**What the exercise asks**
Present the count of lines in the entries below that hold "above", and present nothing else.

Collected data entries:
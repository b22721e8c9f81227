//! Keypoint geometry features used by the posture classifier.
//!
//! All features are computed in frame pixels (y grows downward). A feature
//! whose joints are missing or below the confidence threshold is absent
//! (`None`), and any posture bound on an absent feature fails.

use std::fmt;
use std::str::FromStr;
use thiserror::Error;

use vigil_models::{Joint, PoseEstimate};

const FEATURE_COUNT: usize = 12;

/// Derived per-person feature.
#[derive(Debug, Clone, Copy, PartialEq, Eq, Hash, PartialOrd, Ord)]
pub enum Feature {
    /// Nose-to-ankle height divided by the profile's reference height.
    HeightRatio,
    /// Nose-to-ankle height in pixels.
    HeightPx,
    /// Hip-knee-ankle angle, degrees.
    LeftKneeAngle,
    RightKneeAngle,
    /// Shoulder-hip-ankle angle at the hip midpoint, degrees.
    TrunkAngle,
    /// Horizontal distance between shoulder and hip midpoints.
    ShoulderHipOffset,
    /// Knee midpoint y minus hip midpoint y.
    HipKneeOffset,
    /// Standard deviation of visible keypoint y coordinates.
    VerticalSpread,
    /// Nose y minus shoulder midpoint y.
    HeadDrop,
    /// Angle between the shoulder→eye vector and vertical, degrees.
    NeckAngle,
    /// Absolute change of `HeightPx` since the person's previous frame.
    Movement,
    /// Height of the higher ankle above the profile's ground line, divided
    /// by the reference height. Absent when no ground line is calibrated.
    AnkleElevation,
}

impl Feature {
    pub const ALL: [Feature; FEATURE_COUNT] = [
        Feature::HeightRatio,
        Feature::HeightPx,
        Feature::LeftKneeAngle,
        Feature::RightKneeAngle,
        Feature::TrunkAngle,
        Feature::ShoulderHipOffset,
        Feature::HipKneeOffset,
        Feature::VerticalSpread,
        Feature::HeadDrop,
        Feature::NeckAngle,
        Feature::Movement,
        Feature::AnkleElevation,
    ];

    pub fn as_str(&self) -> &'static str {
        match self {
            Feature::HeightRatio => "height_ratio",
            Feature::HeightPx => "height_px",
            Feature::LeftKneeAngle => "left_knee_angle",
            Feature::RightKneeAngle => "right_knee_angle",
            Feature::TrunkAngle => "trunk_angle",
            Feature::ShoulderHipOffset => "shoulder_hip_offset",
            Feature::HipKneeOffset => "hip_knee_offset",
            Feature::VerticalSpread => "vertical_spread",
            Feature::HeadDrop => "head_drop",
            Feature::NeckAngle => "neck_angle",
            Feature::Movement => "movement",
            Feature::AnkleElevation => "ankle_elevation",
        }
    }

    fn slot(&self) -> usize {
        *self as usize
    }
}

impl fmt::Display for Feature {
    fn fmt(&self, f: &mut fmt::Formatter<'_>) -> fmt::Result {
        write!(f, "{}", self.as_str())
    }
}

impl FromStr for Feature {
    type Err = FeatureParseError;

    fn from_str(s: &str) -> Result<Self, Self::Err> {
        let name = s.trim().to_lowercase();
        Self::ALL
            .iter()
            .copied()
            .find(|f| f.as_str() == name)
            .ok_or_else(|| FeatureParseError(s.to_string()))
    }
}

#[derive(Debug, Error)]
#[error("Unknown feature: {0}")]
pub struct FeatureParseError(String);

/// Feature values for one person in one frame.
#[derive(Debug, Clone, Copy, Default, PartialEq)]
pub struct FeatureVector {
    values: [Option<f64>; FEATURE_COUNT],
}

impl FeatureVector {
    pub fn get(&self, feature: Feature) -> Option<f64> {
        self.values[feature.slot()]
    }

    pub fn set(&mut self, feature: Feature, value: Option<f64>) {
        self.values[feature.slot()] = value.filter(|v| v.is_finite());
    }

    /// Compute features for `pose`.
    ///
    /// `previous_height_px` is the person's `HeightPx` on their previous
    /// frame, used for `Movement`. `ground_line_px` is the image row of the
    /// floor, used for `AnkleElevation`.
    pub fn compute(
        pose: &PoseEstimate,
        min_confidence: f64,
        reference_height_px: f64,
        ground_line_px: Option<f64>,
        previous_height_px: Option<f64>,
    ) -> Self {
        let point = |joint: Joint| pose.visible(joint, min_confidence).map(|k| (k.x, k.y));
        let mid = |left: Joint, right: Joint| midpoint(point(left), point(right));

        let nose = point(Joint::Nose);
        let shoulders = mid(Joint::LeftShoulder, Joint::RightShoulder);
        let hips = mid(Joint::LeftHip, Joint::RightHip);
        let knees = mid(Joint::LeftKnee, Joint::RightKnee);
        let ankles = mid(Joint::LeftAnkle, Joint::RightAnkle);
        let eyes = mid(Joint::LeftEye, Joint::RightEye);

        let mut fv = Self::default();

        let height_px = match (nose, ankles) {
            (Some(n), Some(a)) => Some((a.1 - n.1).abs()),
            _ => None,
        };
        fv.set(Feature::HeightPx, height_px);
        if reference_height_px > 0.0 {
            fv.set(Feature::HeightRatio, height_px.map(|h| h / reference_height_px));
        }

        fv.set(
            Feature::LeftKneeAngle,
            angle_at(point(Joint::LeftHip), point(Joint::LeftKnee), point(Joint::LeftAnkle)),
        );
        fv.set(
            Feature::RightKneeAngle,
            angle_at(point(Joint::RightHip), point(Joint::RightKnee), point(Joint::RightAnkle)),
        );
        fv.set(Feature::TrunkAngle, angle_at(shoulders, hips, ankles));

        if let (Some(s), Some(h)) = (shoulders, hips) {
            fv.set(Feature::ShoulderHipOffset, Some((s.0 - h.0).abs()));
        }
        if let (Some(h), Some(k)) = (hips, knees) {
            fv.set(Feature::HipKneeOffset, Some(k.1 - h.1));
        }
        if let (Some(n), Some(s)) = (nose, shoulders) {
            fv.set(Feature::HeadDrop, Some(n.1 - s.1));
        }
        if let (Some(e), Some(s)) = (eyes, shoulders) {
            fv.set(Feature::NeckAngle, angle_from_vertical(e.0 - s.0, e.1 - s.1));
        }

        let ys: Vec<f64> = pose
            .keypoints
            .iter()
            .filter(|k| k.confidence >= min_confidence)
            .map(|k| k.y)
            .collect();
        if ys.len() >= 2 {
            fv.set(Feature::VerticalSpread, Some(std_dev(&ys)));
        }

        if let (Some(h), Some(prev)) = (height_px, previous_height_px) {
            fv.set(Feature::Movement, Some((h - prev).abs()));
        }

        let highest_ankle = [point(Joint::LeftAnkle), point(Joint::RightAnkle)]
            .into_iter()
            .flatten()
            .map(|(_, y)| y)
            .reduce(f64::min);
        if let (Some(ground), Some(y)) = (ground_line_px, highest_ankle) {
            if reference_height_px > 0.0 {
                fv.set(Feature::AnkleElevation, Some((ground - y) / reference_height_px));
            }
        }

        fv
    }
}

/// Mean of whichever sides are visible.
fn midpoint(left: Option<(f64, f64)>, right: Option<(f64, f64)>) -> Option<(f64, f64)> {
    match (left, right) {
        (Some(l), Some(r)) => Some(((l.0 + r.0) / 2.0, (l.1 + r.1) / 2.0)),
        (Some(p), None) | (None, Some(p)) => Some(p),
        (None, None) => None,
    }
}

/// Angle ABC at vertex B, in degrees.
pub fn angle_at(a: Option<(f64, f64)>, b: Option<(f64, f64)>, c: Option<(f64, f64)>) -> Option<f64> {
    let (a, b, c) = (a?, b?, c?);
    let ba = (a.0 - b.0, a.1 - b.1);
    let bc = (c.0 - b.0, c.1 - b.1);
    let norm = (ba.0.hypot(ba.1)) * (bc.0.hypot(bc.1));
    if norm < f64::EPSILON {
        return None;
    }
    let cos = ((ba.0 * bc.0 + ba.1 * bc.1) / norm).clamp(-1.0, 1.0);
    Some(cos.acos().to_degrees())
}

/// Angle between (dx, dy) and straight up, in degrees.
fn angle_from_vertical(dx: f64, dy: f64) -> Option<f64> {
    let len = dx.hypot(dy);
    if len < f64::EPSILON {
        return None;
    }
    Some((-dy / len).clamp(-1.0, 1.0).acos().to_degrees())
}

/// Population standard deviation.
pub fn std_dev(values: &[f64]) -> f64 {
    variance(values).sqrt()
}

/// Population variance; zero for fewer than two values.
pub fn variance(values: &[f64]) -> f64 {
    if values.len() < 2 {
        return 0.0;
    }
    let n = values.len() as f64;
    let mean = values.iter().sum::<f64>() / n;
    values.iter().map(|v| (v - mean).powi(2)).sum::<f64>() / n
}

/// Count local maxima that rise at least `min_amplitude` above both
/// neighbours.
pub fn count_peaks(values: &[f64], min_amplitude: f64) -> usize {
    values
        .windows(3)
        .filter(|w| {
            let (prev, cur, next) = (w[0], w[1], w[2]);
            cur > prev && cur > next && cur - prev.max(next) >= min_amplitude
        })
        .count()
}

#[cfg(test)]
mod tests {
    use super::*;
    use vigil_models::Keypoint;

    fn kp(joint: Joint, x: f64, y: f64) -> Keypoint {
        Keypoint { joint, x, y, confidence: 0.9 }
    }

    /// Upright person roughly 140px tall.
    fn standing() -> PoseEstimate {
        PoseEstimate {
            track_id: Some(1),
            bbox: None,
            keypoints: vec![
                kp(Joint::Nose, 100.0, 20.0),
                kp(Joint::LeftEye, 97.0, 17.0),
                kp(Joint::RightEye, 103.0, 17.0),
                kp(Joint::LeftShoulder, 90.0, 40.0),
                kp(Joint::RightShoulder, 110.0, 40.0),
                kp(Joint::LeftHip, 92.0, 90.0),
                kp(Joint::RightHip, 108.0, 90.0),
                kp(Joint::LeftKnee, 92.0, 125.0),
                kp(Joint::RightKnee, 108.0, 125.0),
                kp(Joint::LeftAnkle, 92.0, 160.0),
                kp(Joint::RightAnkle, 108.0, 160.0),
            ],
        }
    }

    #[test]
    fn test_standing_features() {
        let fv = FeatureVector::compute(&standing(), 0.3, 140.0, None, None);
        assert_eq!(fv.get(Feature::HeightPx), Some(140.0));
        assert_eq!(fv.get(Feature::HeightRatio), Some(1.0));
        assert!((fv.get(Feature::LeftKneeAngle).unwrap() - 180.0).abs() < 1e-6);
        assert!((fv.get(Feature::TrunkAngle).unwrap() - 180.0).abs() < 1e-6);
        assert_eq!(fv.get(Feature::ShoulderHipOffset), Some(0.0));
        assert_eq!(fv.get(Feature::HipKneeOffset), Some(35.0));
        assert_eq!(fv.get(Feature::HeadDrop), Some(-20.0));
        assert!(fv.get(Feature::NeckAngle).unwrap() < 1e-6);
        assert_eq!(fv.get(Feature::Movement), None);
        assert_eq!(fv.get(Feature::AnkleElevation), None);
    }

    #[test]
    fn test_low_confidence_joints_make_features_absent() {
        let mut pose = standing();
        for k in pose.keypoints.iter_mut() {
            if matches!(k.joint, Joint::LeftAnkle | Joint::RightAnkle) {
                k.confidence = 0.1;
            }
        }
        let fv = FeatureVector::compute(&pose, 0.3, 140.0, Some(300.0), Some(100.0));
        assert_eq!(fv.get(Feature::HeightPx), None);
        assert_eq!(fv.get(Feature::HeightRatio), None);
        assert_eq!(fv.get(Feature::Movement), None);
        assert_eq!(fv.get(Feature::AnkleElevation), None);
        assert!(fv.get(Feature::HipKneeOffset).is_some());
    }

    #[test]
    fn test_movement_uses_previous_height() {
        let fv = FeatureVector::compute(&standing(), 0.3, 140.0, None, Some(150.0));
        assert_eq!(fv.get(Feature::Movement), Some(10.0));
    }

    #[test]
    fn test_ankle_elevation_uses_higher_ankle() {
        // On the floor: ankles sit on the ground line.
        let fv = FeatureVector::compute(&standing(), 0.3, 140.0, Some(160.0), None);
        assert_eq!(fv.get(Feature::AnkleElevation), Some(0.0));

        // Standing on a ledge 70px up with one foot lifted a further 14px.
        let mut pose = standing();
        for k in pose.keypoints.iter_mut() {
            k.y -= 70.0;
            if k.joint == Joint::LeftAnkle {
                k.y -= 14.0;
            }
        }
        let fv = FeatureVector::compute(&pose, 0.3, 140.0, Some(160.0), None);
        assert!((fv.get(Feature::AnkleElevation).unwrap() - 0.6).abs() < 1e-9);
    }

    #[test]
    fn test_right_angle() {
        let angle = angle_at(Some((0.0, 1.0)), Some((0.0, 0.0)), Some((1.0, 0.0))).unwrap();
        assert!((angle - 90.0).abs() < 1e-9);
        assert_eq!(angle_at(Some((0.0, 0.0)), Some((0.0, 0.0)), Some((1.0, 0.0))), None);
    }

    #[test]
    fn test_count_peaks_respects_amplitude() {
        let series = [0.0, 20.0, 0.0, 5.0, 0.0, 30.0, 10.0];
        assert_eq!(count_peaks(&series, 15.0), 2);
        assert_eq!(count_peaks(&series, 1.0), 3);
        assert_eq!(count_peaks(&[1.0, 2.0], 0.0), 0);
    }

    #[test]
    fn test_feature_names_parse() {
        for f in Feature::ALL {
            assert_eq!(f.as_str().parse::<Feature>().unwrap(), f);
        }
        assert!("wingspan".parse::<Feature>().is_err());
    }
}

**Answer box**
2